**** DATASET ENTRIES

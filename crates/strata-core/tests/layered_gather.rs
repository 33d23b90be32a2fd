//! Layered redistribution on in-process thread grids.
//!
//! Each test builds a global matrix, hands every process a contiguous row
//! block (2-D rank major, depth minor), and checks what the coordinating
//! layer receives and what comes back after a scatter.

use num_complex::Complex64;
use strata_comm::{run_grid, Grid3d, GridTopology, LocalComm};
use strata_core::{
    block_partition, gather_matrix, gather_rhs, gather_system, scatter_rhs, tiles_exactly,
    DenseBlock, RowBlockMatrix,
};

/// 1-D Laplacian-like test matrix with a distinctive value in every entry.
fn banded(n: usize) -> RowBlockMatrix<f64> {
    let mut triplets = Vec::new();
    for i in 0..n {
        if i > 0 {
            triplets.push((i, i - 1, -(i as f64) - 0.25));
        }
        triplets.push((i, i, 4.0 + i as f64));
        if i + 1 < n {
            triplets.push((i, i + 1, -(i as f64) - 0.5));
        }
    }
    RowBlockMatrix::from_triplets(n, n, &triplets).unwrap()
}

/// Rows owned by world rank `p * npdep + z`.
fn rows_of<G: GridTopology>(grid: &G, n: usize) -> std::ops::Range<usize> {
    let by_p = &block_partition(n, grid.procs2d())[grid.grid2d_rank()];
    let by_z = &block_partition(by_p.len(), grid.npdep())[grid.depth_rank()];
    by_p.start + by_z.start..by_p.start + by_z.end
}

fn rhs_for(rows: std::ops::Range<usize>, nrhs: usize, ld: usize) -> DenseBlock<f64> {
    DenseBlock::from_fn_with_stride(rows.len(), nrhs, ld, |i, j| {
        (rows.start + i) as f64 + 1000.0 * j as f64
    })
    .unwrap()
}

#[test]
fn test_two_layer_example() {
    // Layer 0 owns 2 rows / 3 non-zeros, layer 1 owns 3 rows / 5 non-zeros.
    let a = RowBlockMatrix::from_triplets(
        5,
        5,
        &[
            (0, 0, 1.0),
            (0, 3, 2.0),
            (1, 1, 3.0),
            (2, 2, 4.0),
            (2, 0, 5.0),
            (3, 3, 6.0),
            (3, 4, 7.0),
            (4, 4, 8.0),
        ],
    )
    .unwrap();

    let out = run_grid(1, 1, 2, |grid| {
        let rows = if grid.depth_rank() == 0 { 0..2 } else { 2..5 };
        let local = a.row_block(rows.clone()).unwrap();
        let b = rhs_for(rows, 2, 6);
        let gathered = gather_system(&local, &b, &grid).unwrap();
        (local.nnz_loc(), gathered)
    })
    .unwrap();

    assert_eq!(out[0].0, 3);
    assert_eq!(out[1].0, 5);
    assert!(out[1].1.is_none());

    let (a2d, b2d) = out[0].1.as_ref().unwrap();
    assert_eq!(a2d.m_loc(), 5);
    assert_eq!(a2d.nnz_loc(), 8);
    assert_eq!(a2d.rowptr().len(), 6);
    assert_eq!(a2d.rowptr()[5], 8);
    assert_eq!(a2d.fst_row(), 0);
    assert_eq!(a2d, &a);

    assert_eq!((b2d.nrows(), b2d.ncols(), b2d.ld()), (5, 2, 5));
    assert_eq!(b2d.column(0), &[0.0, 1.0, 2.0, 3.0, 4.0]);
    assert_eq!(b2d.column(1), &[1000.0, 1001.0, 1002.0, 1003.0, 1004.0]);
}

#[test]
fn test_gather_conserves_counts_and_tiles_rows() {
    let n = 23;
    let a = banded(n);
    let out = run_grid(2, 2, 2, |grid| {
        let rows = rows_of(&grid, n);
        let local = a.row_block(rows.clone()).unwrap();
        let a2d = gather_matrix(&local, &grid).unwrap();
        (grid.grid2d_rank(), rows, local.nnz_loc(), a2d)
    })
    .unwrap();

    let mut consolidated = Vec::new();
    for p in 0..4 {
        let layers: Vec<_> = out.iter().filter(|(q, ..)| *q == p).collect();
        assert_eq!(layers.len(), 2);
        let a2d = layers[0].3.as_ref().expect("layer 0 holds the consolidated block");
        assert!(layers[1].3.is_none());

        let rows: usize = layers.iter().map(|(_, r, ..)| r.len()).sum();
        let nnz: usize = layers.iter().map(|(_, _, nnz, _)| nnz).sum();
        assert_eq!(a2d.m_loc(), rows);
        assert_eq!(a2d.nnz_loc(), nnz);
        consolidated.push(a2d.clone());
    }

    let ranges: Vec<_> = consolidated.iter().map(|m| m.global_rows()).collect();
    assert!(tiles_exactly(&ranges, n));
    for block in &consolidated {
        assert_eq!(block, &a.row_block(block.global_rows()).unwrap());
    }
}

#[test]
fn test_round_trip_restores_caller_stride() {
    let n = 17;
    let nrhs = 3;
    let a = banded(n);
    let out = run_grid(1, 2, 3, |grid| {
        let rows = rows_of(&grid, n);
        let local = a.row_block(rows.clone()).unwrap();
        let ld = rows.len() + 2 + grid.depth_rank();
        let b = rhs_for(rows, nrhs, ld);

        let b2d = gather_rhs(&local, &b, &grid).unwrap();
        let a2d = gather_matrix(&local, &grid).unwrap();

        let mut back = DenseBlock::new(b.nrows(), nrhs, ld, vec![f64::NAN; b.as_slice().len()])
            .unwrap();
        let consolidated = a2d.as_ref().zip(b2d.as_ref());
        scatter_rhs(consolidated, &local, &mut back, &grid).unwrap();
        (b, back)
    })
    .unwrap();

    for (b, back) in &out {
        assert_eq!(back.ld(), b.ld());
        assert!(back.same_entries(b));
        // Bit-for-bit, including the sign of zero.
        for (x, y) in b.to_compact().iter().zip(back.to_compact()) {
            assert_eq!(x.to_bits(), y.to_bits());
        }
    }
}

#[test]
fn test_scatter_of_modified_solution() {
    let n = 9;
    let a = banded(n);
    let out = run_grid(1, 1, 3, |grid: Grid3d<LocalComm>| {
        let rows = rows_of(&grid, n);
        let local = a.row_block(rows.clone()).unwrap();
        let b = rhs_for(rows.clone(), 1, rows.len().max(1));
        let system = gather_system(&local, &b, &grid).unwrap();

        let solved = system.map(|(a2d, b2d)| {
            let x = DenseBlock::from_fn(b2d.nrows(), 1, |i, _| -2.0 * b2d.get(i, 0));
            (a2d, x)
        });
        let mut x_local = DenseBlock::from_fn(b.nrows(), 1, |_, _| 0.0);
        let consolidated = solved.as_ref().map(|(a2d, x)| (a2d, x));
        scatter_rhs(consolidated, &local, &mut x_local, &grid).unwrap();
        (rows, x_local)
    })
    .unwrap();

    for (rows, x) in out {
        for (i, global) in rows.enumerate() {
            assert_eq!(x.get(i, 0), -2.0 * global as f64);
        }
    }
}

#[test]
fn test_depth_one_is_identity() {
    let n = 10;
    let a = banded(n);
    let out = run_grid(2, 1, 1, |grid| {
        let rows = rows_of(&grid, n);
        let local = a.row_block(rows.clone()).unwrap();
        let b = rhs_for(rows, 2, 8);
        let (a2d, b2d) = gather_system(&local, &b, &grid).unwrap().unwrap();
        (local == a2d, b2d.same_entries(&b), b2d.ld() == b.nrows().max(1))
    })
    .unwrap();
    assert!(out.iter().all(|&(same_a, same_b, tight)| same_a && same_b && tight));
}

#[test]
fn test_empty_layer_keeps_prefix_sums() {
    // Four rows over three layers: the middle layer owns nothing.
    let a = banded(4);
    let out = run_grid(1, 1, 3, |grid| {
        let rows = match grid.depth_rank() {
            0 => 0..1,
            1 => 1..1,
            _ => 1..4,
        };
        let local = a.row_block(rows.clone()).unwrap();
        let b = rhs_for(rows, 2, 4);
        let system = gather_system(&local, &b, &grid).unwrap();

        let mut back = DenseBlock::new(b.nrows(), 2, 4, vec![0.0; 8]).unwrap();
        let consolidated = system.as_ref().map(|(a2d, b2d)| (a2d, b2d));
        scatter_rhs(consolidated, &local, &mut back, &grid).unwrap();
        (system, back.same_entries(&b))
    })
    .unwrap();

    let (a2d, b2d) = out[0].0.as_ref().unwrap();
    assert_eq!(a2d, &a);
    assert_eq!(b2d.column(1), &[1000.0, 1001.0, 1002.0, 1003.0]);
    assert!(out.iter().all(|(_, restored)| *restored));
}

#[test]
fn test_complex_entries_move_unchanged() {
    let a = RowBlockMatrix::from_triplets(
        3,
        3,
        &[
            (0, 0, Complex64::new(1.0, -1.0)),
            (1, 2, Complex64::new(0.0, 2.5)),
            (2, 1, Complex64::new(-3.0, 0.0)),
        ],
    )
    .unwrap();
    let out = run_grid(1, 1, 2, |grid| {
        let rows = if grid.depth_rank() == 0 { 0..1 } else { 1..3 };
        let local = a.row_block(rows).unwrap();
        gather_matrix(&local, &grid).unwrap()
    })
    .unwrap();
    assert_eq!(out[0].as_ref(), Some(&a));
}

********

# WHAT THE TASK ASKS
Whenever a line of the records holds the string "layers", pick it out and copy it.

# RESULT OF THIS TASK
        let layers: Vec<_> = out.iter().filter(|(q, ..)| *q == p).collect();
        assert_eq!(layers.len(), 2);
        let a2d = layers[0].3.as_ref().expect("layer 0 holds the consolidated block");
        assert!(layers[1].3.is_none());
        let rows: usize = layers.iter().map(|(_, r, ..)| r.len()).sum();
        let nnz: usize = layers.iter().map(|(_, _, nnz, _)| nnz).sum();
    // Four rows over three layers: the middle layer owns nothing.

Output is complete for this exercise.